> [RECORD EXTRACTS]
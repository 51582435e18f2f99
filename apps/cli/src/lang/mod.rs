//! Prompt command language.

use displaydoc::Display;

mod parse;

pub use self::parse::{Error, parse};

/// A parsed prompt command.
#[derive(Clone, Debug, PartialEq)]
pub enum Command {
    /// Set or clear a breakpoint.
    Break(u32),
    /// Resume execution.
    Continue,
    /// Print help.
    Help(Option<Keyword>),
    /// List breakpoints.
    Info,
    /// Assemble and load the source file.
    Load,
    /// Render the memory view.
    Mem(Option<u32>),
    /// Exit the program.
    Quit,
    /// Print registers.
    Regs,
    /// Reset the board.
    Reset,
    /// Send text to the board's terminal.
    Send(String),
    /// Begin free-running execution.
    Start,
    /// Print the board status and step counters.
    Status,
    /// Execute a bounded number of steps.
    Step(u32),
    /// Halt execution.
    Stop,
}

/// Help topics.
#[derive(Clone, Copy, Debug, Display, Eq, PartialEq)]
pub enum Keyword {
    /**
     * Board debugger.
     *
     * COMMANDS:
     * * `break`,     `br`,    `b`: Set or clear a breakpoint.
     * * `continue`,  `cont`,  `c`: Resume execution.
     * * `help`,               `h`: Print help.
     * * `info`,               `i`: List breakpoints.
     * * `load`,      `ld`,    `l`: Assemble and load the source file.
     * * `memory`,    `mem`,   `m`: Render the memory view.
     * * `quit`,      `exit`,  `q`: Exit the program.
     * * `registers`, `regs`,  `r`: Print registers.
     * * `reset`,     `res`      : Reset the board.
     * * `send`,      `tx`       : Send text to the board's terminal.
     * * `start`,     `go`       : Begin free-running execution.
     * * `status`,    `st`       : Print the board status.
     * * `step`,               `s`: Execute a bounded number of steps.
     * * `stop`,      `pause`, `p`: Halt execution.
     *
     * Use `help COMMAND` for more information about a command.
     */
    All,
    /**
     * `break <ADDRESS>`
     *
     * Set a breakpoint at the given hexadecimal address, or clear the one
     * already there. The board offers at most 32 breakpoint slots; setting
     * fails silently once every slot is taken.
     *
     * Aliases: `br`, `b`
     */
    Break,
    /**
     * `continue`
     *
     * Resume execution after a halt. Ignored unless the board is sitting at
     * a breakpoint or otherwise halted.
     *
     * Aliases: `cont`, `c`
     */
    Continue,
    /**
     * `help [COMMAND]`
     *
     * Print help for the given command.
     *
     * Aliases: `h`
     */
    Help,
    /**
     * `info`
     *
     * List every live breakpoint with its slot index and address.
     *
     * Aliases: `i`
     */
    Info,
    /**
     * `load`
     *
     * Assemble the source file and load the fresh listing into board
     * memory. Run after editing the source to pick up changes; the previous
     * listing is discarded first.
     *
     * Aliases: `ld`, `l`
     */
    Load,
    /**
     * `memory [ADDRESS]`
     *
     * Render thirteen rows of board memory starting at the given
     * hexadecimal address (snapped down to a word boundary), annotated with
     * the loaded listing's source text. Without an address, the previous
     * window is shown again.
     *
     * Aliases: `mem`, `m`
     */
    Mem,
    /**
     * `quit`
     *
     * Exit, terminating the board.
     *
     * Aliases: `exit`, `q`
     */
    Quit,
    /**
     * `registers`
     *
     * Print all sixteen registers, r0 through r14 plus the program counter.
     *
     * Aliases: `regs`, `r`
     */
    Regs,
    /**
     * `reset`
     *
     * Reset the board. Honoured in any state.
     *
     * Aliases: `res`
     */
    Reset,
    /**
     * `send <TEXT>`
     *
     * Send the given text, followed by a newline, to the program running on
     * the board as terminal input. Only printable characters are relayed.
     *
     * Aliases: `tx`
     */
    Send,
    /**
     * `start`
     *
     * Begin execution, running until a breakpoint or halt. Ignored unless
     * the board is halted.
     *
     * Aliases: `go`
     */
    Start,
    /**
     * `status`
     *
     * Print the board's status word along with the steps remaining in the
     * current run and the steps executed since the last reset.
     *
     * Aliases: `st`
     */
    Status,
    /**
     * `step [COUNT]`
     *
     * Execute one (or COUNT) instructions, then halt. Ignored unless the
     * board is halted.
     *
     * Aliases: `s`
     */
    Step,
    /**
     * `stop`
     *
     * Halt execution. Honoured in any state.
     *
     * Aliases: `pause`, `p`
     */
    Stop,
}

> [PROBLEM DESCRIPTION]
Filter the records above for "derive" and copy every matching line.

> [ANSWER SPACE]
#[derive(Clone, Debug, PartialEq)]
#[derive(Clone, Copy, Debug, Display, Eq, PartialEq)]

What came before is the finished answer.